Development of a theoretical model to predict pMDI spray force, using alternative propellant systems

Development of a theoretical model to predict pMDI spray force, using alternative propellant systems   

Barzin Gavtash¹, Andy Cooper², Sarah Dexter², Chris Blatchford² & Henk Versteeg¹

¹Loughborough University, Epinal Way, Loughborough, LE11 2TL, United Kingdom

²3M United Kingdom PLC, Charnwood Campus, 10 Bakewell Road, Loughborough, LE11 5RB, United Kingdom

Summary

Continued success in the treatment of asthma and COPD requires new pMDI propellants for delivering aerosols with good patient comfort and acceptable levels of oral cavity deposition. The purpose of this work is to develop a theoretical model capable of predicting pMDI spray force as a function of metering valve geometric parameters and different propellant systems: HFA134a, HFA227ea and HFA152a.
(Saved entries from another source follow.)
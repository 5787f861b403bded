use crate::domain::errors::{DomainError, DomainResult};
use crate::domain::value_objects::{Money, OrderStatus};
use chrono::{DateTime, Utc};
use serde::{Deserialize, Serialize};
use uuid::Uuid;

/// A priced collection of line items submitted for payment.
#[derive(Debug, Clone, Serialize, Deserialize)]
pub struct Order {
    pub id: Uuid,

    /// Sum of line-item prices at creation time.
    pub sub_total: Money,

    /// Fixed 10% of the subtotal, rounded to the nearest rupiah.
    pub tax: Money,

    /// Subtotal plus tax; the amount requested from the payment provider.
    pub grand_total: Money,

    pub status: OrderStatus,

    /// Provider transaction id, set once the QR request is issued.
    pub external_transaction_id: Option<String>,

    /// Provider payment-method id backing the QR code.
    pub payment_method_id: Option<String>,

    /// Set exactly when the order enters `Processing`.
    pub paid_at: Option<DateTime<Utc>>,

    pub created_at: DateTime<Utc>,
    pub updated_at: DateTime<Utc>,
}

impl Order {
    /// Creates a new order awaiting payment. Tax and grand total are
    /// derived from the subtotal here and never recomputed.
    pub fn new(sub_total: Money) -> DomainResult<Self> {
        if sub_total.as_rupiah() <= 0 {
            return Err(DomainError::InvalidAmount(
                "Order subtotal must be greater than 0".to_string(),
            ));
        }

        let tax = sub_total.tax_10_percent();
        let grand_total = sub_total.checked_add(tax).ok_or_else(|| {
            DomainError::InvalidAmount("Order total overflows".to_string())
        })?;

        let now = Utc::now();

        Ok(Self {
            id: Uuid::new_v4(),
            sub_total,
            tax,
            grand_total,
            status: OrderStatus::AwaitingPayment,
            external_transaction_id: None,
            payment_method_id: None,
            paid_at: None,
            created_at: now,
            updated_at: now,
        })
    }

    /// Records the provider linkage returned by the QR payment request.
    pub fn attach_payment(&mut self, transaction_id: String, payment_method_id: String) {
        self.external_transaction_id = Some(transaction_id);
        self.payment_method_id = Some(payment_method_id);
        self.updated_at = Utc::now();
    }

    /// Advances `AwaitingPayment -> Processing` and stamps `paid_at`.
    pub fn mark_paid(&mut self) -> DomainResult<()> {
        if self.status != OrderStatus::AwaitingPayment {
            return Err(DomainError::InvalidState {
                expected: OrderStatus::AwaitingPayment.to_string(),
                actual: self.status.to_string(),
            });
        }

        let now = Utc::now();
        self.status = OrderStatus::Processing;
        self.paid_at = Some(now);
        self.updated_at = now;
        Ok(())
    }

    /// Advances `Processing -> Done`. Valid only on a paid, processing
    /// order; the state is untouched on failure.
    pub fn finish(&mut self) -> DomainResult<()> {
        if self.paid_at.is_none() {
            return Err(DomainError::ValidationError(
                "Order has not been paid yet".to_string(),
            ));
        }

        if self.status != OrderStatus::Processing {
            return Err(DomainError::InvalidState {
                expected: OrderStatus::Processing.to_string(),
                actual: self.status.to_string(),
            });
        }

        self.status = OrderStatus::Done;
        self.updated_at = Utc::now();
        Ok(())
    }

    pub fn is_paid(&self) -> bool {
        self.paid_at.is_some()
    }
}

/// A single order line: immutable price snapshot of a product at the
/// time the order was created.
#[derive(Debug, Clone, Serialize, Deserialize)]
pub struct OrderItem {
    pub id: Uuid,
    pub order_id: Uuid,
    pub product_id: Uuid,

    /// Unit price at order time, decoupled from the live product price.
    pub price: Money,

    pub quantity: i32,
}

impl OrderItem {
    pub fn new(order_id: Uuid, product_id: Uuid, price: Money, quantity: i32) -> DomainResult<Self> {
        if quantity < 1 {
            return Err(DomainError::ValidationError(
                "Order item quantity must be at least 1".to_string(),
            ));
        }

        Ok(Self {
            id: Uuid::new_v4(),
            order_id,
            product_id,
            price,
            quantity,
        })
    }

    /// Line total (unit price times quantity).
    pub fn total(&self) -> DomainResult<Money> {
        self.price.checked_mul(i64::from(self.quantity)).ok_or_else(|| {
            DomainError::InvalidAmount("Order item total overflows".to_string())
        })
    }
}

const NAME_MIN: usize = 3;
const NAME_MAX: usize = 50;
const PRICE_MIN: i64 = 1000;

fn validate_name(kind: &str, name: &str) -> DomainResult<()> {
    let len = name.chars().count();
    if len < NAME_MIN || len > NAME_MAX {
        return Err(DomainError::ValidationError(format!(
            "{kind} name must be {NAME_MIN}-{NAME_MAX} characters"
        )));
    }
    Ok(())
}

/// A catalog product.
#[derive(Debug, Clone, Serialize, Deserialize)]
pub struct Product {
    pub id: Uuid,
    pub name: String,
    pub price: Money,
    pub category_id: Uuid,
    pub image_url: Option<String>,
    pub created_at: DateTime<Utc>,
    pub updated_at: DateTime<Utc>,
}

impl Product {
    pub fn new(
        name: String,
        price: Money,
        category_id: Uuid,
        image_url: Option<String>,
    ) -> DomainResult<Self> {
        validate_name("Product", &name)?;
        Self::validate_price(price)?;

        let now = Utc::now();

        Ok(Self {
            id: Uuid::new_v4(),
            name,
            price,
            category_id,
            image_url,
            created_at: now,
            updated_at: now,
        })
    }

    /// Applies an edit, re-running the creation validations.
    pub fn update(
        &mut self,
        name: String,
        price: Money,
        category_id: Uuid,
        image_url: Option<String>,
    ) -> DomainResult<()> {
        validate_name("Product", &name)?;
        Self::validate_price(price)?;

        self.name = name;
        self.price = price;
        self.category_id = category_id;
        self.image_url = image_url;
        self.updated_at = Utc::now();
        Ok(())
    }

    fn validate_price(price: Money) -> DomainResult<()> {
        if price.as_rupiah() < PRICE_MIN {
            return Err(DomainError::InvalidAmount(format!(
                "Product price must be at least {PRICE_MIN}"
            )));
        }
        Ok(())
    }
}

/// A product category.
#[derive(Debug, Clone, Serialize, Deserialize)]
pub struct Category {
    pub id: Uuid,
    pub name: String,
    pub created_at: DateTime<Utc>,
    pub updated_at: DateTime<Utc>,
}

impl Category {
    pub fn new(name: String) -> DomainResult<Self> {
        validate_name("Category", &name)?;

        let now = Utc::now();

        Ok(Self {
            id: Uuid::new_v4(),
            name,
            created_at: now,
            updated_at: now,
        })
    }

    pub fn rename(&mut self, name: String) -> DomainResult<()> {
        validate_name("Category", &name)?;
        self.name = name;
        self.updated_at = Utc::now();
        Ok(())
    }
}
Such theoretical tool can be used in combination with lab-based measurements for device characterisation and potentially to reduce the number of experimental trials. The outcome of the model is compared against measurements of plume force with Copley Scientific Spray Force Tester SFT 1000. Results suggest that the size of the spray orifice has a significant direct effect on the spray force. We have also observed HFA134a and HFA152a generates similar magnitude of spray force and velocity where HFA227ea generates the lowest velocity and force values. These findings could potentially mean HFA152a sprays are expected to show similar levels of mouth-throat deposition to HFA134a sprays rather than HFA227ea sprays.